Age Appropriateness vs. Age Requirements: Helpful Tips

Program Director, Global Consumer Policy & Child Safety, AOL

Despite being around for some time now, the Internet has not developed a parent friendly standard of rating content the way movies (G, PG, PG-13) or television (TV Y, TV G, TV 14) or video games (E, T, M, A) or even music (Parental Advisory Notice) offers. How, then, do you determine if a site is appropriate for your child?

Until the Internet adopts a comprehensive system that parents can rely on, the best way for you to determine if you are comfortable allowing your child to visit a site is to visit the site yourself and take a look around. Here are some helpful tips:

  • Review the Terms of Service to understand what content is allowed on the site. Does it include prohibitions against sexually explicit content? If not, that content may be available.
  • If a site allows mature content, do they have protections in place minimizing the risk of exposure to minors? Protections would include tools such as a safe search filter and/or age gate to prevent access. 
  • If the option is available, do a search within the site using explicit terms or the acronym "NSFW," meaning not safe for work. What's being returned? Were you able to easily find a significant amount of mature content even though the site prohibits it? If so, this is a good indication that the site may not take steps to enforce their terms.
  • Is there report abuse button for consumers to alert the site of potential violations? Report a violation to test the effectiveness of the tool.

You may notice, as you review some of the Terms of Service pages, that many sites that kids typically frequent often provide language within their Terms of Service stating that a user “must be at least 13 years of age.” This can be misleading to parents as it insinuates that the content on the site is not appropriate for anyone under 13. In actuality, the mention of age in these instances is based more on Federal Regulations and less on the nature of the content within the site.

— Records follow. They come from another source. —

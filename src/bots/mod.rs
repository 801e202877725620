pub mod difficulty;
pub mod engine;
pub mod heuristics;
pub mod lookahead;
pub mod random;
pub mod registry;

pub use difficulty::DifficultyProfile;
pub use engine::AiEngine;
pub use random::RandomBot;
pub use registry::{SeatedBots, create_bot_from_spec, label_for_spec};

use crate::action::{CardSource, GameAction};
use crate::card::Card;

/// What a bot intends to do with a card once it is selected.
#[derive(Copy, Clone, Debug, Eq, PartialEq)]
pub enum Step {
    Play(usize),
    Discard(usize),
}

impl Step {
    pub fn is_play(&self) -> bool {
        matches!(self, Step::Play(_))
    }

    pub fn action(&self) -> GameAction {
        match *self {
            Step::Play(build_pile) => GameAction::PlayCard { build_pile },
            Step::Discard(discard_pile) => GameAction::DiscardCard { discard_pile },
        }
    }
}

/// A complete move: which card, from where, and where it goes.
#[derive(Copy, Clone, Debug, Eq, PartialEq)]
pub struct Move {
    pub source: CardSource,
    pub card: Card,
    pub step: Step,
}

Essentially, 13 is the age in which a minor can create an account or sign up with a website without the involvement of a parent. The Children’s Online Privacy Protection Act (COPPA) requires websites to get parental consent before collecting or sharing information from children who are under 13 years old.

Now that you are familiar with COPPA, take advantage of it! Your child’s personal information is valuable and you can do even more to protect it. Visit OnGuardOnline to get great information on options for maximizing COPPA’s protections.